Планируемые результаты обучения
- Знать основные понятия и парадигмы молекулярного моделирования
- Уметь анализировать и модифицировать PDB-структуры
- Владеть навыками обычного и управляемого полноатомного молекулярно-динамического моделирования
- Уметь анализировать молекулярно-динамические траектории
- Уметь предсказывать трехмерные структуру белков при помощи методов, основанных на гомологии и искусственном интеллекте
- Уметь применять методы молекулярного докинга
Содержание учебной дисциплины
- Вводная лекция. История, виды и основы методов биомолекулярного моделирования.
- Оргвопросы. Использование ЭВМ и доступ к ним, установка, настройка программ и сред.
- Структурная биоинформатика (часть 1).
- Визуализация 3D-структур (часть 1).
- Структурная биоинформатика (часть 2).
- Визуализация 3D-структур (часть 2).
- Анализ и сравнительный анализ 3D-структур. Теория. (часть 1).
- Анализ и сравнительный анализ 3D-структур. Практика (часть 1).
- Анализ и сравнительный анализ 3D-структур. Теория. (часть 2).
- Анализ и сравнительный анализ 3D-структур. Практика (часть 2).
- Теоретические основы методов молекулярной механики и динамики. Задание моделей молекул (часть 1).
- Подготовка и запуск МД расчетов в Gromacs (часть 1).
- Теоретические основы методов молекулярной механики и динамики. Задание моделей молекул (часть 2).
- Подготовка и запуск МД расчетов в Gromacs (часть 2).
- Алгоритмы и методы молекулярной динамики.
- Анализ расчетов в MDAnalysis.
- Дизайн и анализ молекулярно-динамических экспериментов. Методы Монте-Карло.
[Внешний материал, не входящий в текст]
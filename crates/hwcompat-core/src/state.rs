//! Compatibility state threaded through the category evaluators.
//!
//! Each evaluator takes the state by value and hands back the updated
//! state, so no evaluator sees anything but what its predecessors returned.

use crate::config::EngineConfig;
use crate::verdict::{CompatibilityVerdict, VersionRange};

/// Bound value meaning "no version is supported".
pub const CLOSED: i32 = -1;

/// Running min/max bounds plus the unsupported-device log.
///
/// # Invariants
///
/// `min_version == max_version == CLOSED` means no version is supported.
/// Once an evaluator returns a closed state, later evaluators leave the
/// bounds alone. `unsupported_devices` only ever grows.
#[derive(Debug, Clone, PartialEq, Eq)]
pub struct CompatState {
    min_version: i32,
    max_version: i32,
    unsupported_devices: Vec<String>,
}

impl CompatState {
    /// Fresh state spanning `[lowest_version, latest_version]`.
    pub fn new(config: &EngineConfig) -> Self {
        CompatState {
            min_version: config.lowest_version,
            max_version: config.latest_version,
            unsupported_devices: Vec::new(),
        }
    }

    pub fn min_version(&self) -> i32 {
        self.min_version
    }

    pub fn max_version(&self) -> i32 {
        self.max_version
    }

    pub fn unsupported_devices(&self) -> &[String] {
        &self.unsupported_devices
    }

    pub fn is_closed(&self) -> bool {
        self.min_version == CLOSED && self.max_version == CLOSED
    }

    /// No version is supported.
    pub fn close(&mut self) {
        self.min_version = CLOSED;
        self.max_version = CLOSED;
    }

    pub fn set_min(&mut self, version: i32) {
        self.min_version = version;
    }

    pub fn set_max(&mut self, version: i32) {
        self.max_version = version;
    }

    /// `min = max(version, min)`
    pub fn raise_min(&mut self, version: i32) {
        self.min_version = self.min_version.max(version);
    }

    /// `max = min(version, max)`
    pub fn lower_max(&mut self, version: i32) {
        self.max_version = self.max_version.min(version);
    }

    pub fn mark_unsupported(&mut self, description: impl Into<String>) {
        self.unsupported_devices.push(description.into());
    }

    pub fn into_verdict(self) -> CompatibilityVerdict {
        CompatibilityVerdict {
            macos_version: VersionRange {
                max_version: self.max_version,
                min_version: self.min_version,
            },
            unsupported_devices: self.unsupported_devices,
        }
    }
}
Вариации методов МД.
- Использование PLUMED для управляемой молекулярной динамики.
- Методы предсказания и дизайна структры белков (часть 1).
- Знакомство с программами Modeller, AlphaFold и Swiss-Model (часть 1).
- Методы предсказания и дизайна структры белков (часть 2).
- Знакомство с программами Modeller, AlphaFold и Swiss-Model (часть 2).
- Методы виртуального скирининга и докинга.
- Знакомство с программами SwissDock и AutoDock Vina.
- Основы квантово-химических расчетов.
Промежуточная аттестация
- 2025/2026 2nd module0.4 * Итоговая контрольная работа + 0.4 * Промежуточная контрольная работа + 0.2 * Экзамен
Список литературы
Рекомендуемая основная литература
- Rapaport, D. C. The art of molecular dynamics simulation. –Cambridge university press, 2004.
- Медведев, Н. Н. Молекулярная динамика. Получение моделей : учебник для вузов / Н. Н. Медведев. — Москва : Издательство Юрайт, 2025. — 168 с. — (Высшее образование). — ISBN 978-5-534-18821-9. — Текст : электронный // Образовательная платформа Юрайт [сайт]. — URL: https://urait.ru/bcode/568932 (дата обращения: 04.07.2025).
Рекомендуемая дополнительная литература
- Optimization in Computational Chemistry and Molecular Biology : Local and Global Approaches, edited by C. A. Floudas, P. M. Pardalos, 339 p., , 2000
- Snurr, Randall Q, Adjiman, Claire, Kofke, David A.Foundations of Molecular Modeling and Simulation. –Springer, 2016.